Example of custom graph using existing nodes
"""
import os
from dotenv import load_dotenv
from langchain_openai import OpenAIEmbeddings
from scrapegraphai.models import OpenAI, OpenAIImageToText
from scrapegraphai.graphs import BaseGraph
from scrapegraphai.nodes import FetchNode, ParseNode, ImageToTextNode, RAGNode, GenerateAnswerOmniNode
load_dotenv()
# ************************************************
# Define the configuration for the graph
# ************************************************
openai_key = os.getenv("OPENAI_APIKEY")
graph_config = {
"llm": {
"api_key": openai_key,
"model": "gpt-4o",
"temperature": 0,
"streaming": False
},
}
# ************************************************
# Define the graph nodes
# ************************************************
llm_model = OpenAI(graph_config["llm"])
iit_model = OpenAIImageToText(graph_config["llm"])
embedder = OpenAIEmbeddings(api_key=llm_model.openai_api_key)

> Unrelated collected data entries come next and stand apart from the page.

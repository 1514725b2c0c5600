//! Per-agent spatial memory.
//!
//! An agent only knows what it has seen: chunks enter memory when observed,
//! and with them the tile locations of every biome they contain. Memory only
//! grows. Entries can go stale (a lake filled in, berries picked clean); that
//! shows up as `find_resource` skipping them, never as an error.

use std::collections::{HashMap, HashSet};

use crate::biomes::Biome;
use crate::world::tile::resource_capacity;
use crate::world::{Chunk, ChunkPos, EntityId, Position, TilePos, World};

/// Most remembered tiles examined per lookup, nearest first.
const MAX_RESOURCE_CANDIDATES: usize = 256;

/// A remembered resource and the tile to stand on while using it.
#[derive(Clone, Copy, Debug, PartialEq, Eq)]
pub struct ResourceSite {
    pub resource: TilePos,
    pub access: TilePos,
}

#[derive(Clone, Debug, Default)]
pub struct SpatialMemory {
    discovered: HashSet<ChunkPos>,
    resources: HashMap<Biome, HashSet<TilePos>>,
}

impl SpatialMemory {
    pub fn new() -> Self {
        Self::default()
    }

    /// Record an observed chunk and every biome-tagged tile in it. Returns
    /// false if the chunk was already known.
    pub fn memorize_chunk(&mut self, chunk: &Chunk) -> bool {
        if !self.discovered.insert(chunk.pos()) {
            return false;
        }
        for (biome, tiles) in chunk.biome_index() {
            self.resources.entry(*biome).or_default().extend(tiles.iter().copied());
        }
        true
    }

    /// Record a single observed tile.
    pub fn memorize_tile(&mut self, pos: TilePos, biome: Biome) {
        self.resources.entry(biome).or_default().insert(pos);
    }

    pub fn has_discovered(&self, pos: ChunkPos) -> bool {
        self.discovered.contains(&pos)
    }

    pub fn discovered_count(&self) -> usize {
        self.discovered.len()
    }

    /// Discovered chunks, sorted.
    pub fn discovered(&self) -> Vec<ChunkPos> {
        let mut chunks: Vec<ChunkPos> = self.discovered.iter().copied().collect();
        chunks.sort();
        chunks
    }

    /// Membership only; the location may since have gone stale.
    pub fn has_resource(&self, biome: Biome) -> bool {
        self.resources.get(&biome).is_some_and(|set| !set.is_empty())
    }

    pub fn known_count(&self, biome: Biome) -> usize {
        self.resources.get(&biome).map_or(0, HashSet::len)
    }

    /// Remembered tiles of `biome`, nearest to `from` first.
    pub fn nearest_known(&self, biome: Biome, from: Position) -> Vec<TilePos> {
        let Some(set) = self.resources.get(&biome) else {
            return Vec::new();
        };
        let mut tiles: Vec<TilePos> = set.iter().copied().collect();
        tiles.sort_by(|a, b| {
            a.center()
                .distance(from)
                .total_cmp(&b.center().distance(from))
                .then(a.cmp(b))
        });
        tiles
    }

    /// Nearest remembered `biome` tile that still has an accessible
    /// 4-neighbour `id` may claim. The neighbour closest to `from` is chosen.
    pub fn find_resource(
        &self,
        biome: Biome,
        from: Position,
        world: &mut World,
        id: EntityId,
    ) -> Option<ResourceSite> {
        let depletable = resource_capacity(biome, &world.config().world) > 0.0;
        for resource in self.nearest_known(biome, from).into_iter().take(MAX_RESOURCE_CANDIDATES) {
            if world.biome_at(resource) != biome {
                continue;
            }
            if depletable && world.tile(resource).resource <= 0.0 {
                continue;
            }
            let access = resource
                .neighbors()
                .into_iter()
                .filter(|&n| world.tile(n).is_available_to(id))
                .min_by(|a, b| {
                    a.center()
                        .distance(from)
                        .total_cmp(&b.center().distance(from))
                        .then(a.cmp(b))
                });
            if let Some(access) = access {
                return Some(ResourceSite { resource, access });
            }
        }
        None
    }
}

# define the nodes for the graph
fetch_node = FetchNode(
input="url | local_dir",
output=["doc", "link_urls", "img_urls"],
node_config={
"verbose": True,
"headless": True,
}
)
parse_node = ParseNode(
input="doc",
output=["parsed_doc"],
node_config={
"chunk_size": 4096,
"verbose": True,
}
)
image_to_text_node = ImageToTextNode(
input="img_urls",
output=["img_desc"],
node_config={
"llm_model": iit_model,
"max_images": 4,
}
)
rag_node = RAGNode(
input="user_prompt & (parsed_doc | doc)",
output=["relevant_chunks"],
node_config={
"llm_model": llm_model,
"embedder_model": embedder,
"verbose": True,
}
)
generate_answer_omni_node = GenerateAnswerOmniNode(
input="user_prompt & (relevant_chunks | parsed_doc | doc) & img_desc",
output=["answer"],
node_config={
"llm_model": llm_model,
"verbose": True,
}
)
# ************************************************
# Create the graph by defining the connections
# ************************************************
graph = BaseGraph(
nodes=[
fetch_node,
parse_node,
image_to_text_node,
rag_node,
generate_answer_omni_node,
],
edges=[
(fetch_node, parse_node),
(parse_node, image_to_text_node),
(image_to_text_node, rag_node),
(rag_node, generate_answer_omni_node)
],
entry_point=fetch_node
)
# ************************************************
# Execute the graph
# ************************************************
result, execution_info = graph.execute({
"user_prompt": "List me all the projects with their titles and image links and descriptions.",
"url": "https://perinim.github.io/projects/"
})
# get the answer from the result
result = result.get("answer", "No answer found.")
print(result)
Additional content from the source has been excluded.